The people who run things today accept that ideal, at least implicitly. It justifies their power and actions, since they claim to have the expertise needed to run a system that benefits everyone, and efficiency and stability can justify almost anything they might want to do. And this fits the way global markets and large bureaucracies function and relate to one another. Also, any alternative approach would appear to involve imposing a specific religious or philosophical view on the whole world, which seems oppressive and unstable, or giving up hope for a public order based on universal principles, which seems to imply anarchy, arbitrariness, a series of makeshift arrangements, or simply the rule of force.
So the current approach, geared toward efficiency and stability, appears inevitable to our rulers. Even so, it’s radically defective. It treats man as a neutral component of an economic machine, ignoring both his contrariness and his nature as rational, social, and spiritual. Its rejection of human nature will eventually destroy it, just as the rejection of human nature destroyed communism, but in the meantime our rulers are inflicting enormous damage. Already they have engendered cynicism and distrust; hastened the disintegration of family, community, and society; and fostered the disappearance of truth, reason, and honor from public life.

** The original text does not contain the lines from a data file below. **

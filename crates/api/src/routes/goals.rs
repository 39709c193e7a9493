//! Route definitions for the `/goals` resource.

use axum::routing::{get, post};
use axum::Router;

use crate::handlers::goals;
use crate::state::AppState;

/// Routes mounted at `/goals`.
///
/// ```text
/// GET  /                -> list
/// POST /                -> create
/// GET  /{id}            -> get_by_id
/// POST /{id}/progress   -> record_progress
/// ```
pub fn router() -> Router<AppState> {
    Router::new()
        .route("/", get(goals::list).post(goals::create))
        .route("/{id}", get(goals::get_by_id))
        .route("/{id}/progress", post(goals::record_progress))
}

So it is supremely important today for the Catholic Church to maintain Her identity, independence, and coherence, and put forward an alternative to secular ways and views. Now more than ever She should emphasize natural law, eternal (not utilitarian) principles, and the human need for tradition, local attachments, and a conception of the transcendent that is fixed and concrete enough to be usable. Both secular human well-being and the salvation of souls require that.
Nonetheless, many in the Church would rather go with the flow of secular universalism. It makes their lives easier, since it requires no thought, and the world—including many articulate and well-placed churchmen—thinks opposition to this foundational viewpoint is not only illiberal but bigoted and therefore un-Christian. And in any event Catholic resistance to secular trends has been radically weakened since the Second Vatican Council by a one-sided emphasis on cooperation with secular initiatives.

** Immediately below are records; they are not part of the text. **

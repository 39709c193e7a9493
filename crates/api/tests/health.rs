//! Integration tests for the health check endpoint and general HTTP behaviour.

mod common;

use axum::body::Body;
use axum::http::{Method, Request, StatusCode};
use common::{body_json, get};
use sqlx::PgPool;
use tower::ServiceExt;

#[sqlx::test(migrations = "../../db/migrations")]
async fn health_check_returns_ok_with_json(pool: PgPool) {
    let app = common::build_test_app(pool);
    let response = get(app, "/health").await;

    assert_eq!(response.status(), StatusCode::OK);
    let json = body_json(response).await;
    assert_eq!(json["status"], "ok");
    assert!(json["version"].is_string());
    assert_eq!(json["db_healthy"], true);
}

#[sqlx::test(migrations = "../../db/migrations")]
async fn unknown_route_returns_404(pool: PgPool) {
    let app = common::build_test_app(pool);
    let response = get(app, "/this-route-does-not-exist").await;

    assert_eq!(response.status(), StatusCode::NOT_FOUND);
}

#[sqlx::test(migrations = "../../db/migrations")]
async fn response_contains_x_request_id_header(pool: PgPool) {
    let app = common::build_test_app(pool);
    let response = get(app, "/health").await;

    assert!(
        response.headers().contains_key("x-request-id"),
        "response must carry an x-request-id header"
    );
}

#[sqlx::test(migrations = "../../db/migrations")]
async fn cors_preflight_allows_configured_origin(pool: PgPool) {
    let app = common::build_test_app(pool);
    let request = Request::builder()
        .method(Method::OPTIONS)
        .uri("/api/v1/goals")
        .header("origin", "http://localhost:5173")
        .header("access-control-request-method", "POST")
        .body(Body::empty())
        .unwrap();
    let response = app.oneshot(request).await.unwrap();

    assert_eq!(response.status(), StatusCode::OK);
    assert_eq!(
        response.headers()["access-control-allow-origin"],
        "http://localhost:5173"
    );
}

The last two popes tried to restore balance to some degree, but when Francis became pope that approach gave way to an acceleration of post-Vatican II disintegration. That turn of events had a variety of causes. One is the power of secular trends within the Church. Another is the thorough mediocrity of an institution that has lost its sense of distinctiveness and mission. Still another is that the Church is a geronto cracy in which today’s elders were formed during the period shortly after the council and are still attached to the causes they have pursued throughout their careers.
Even so, the abrupt and radical nature of this reversal of approach and the unprincipled and high-handed manner in which it is being carried out can be seen as products of the Pope’s character and conduct in office.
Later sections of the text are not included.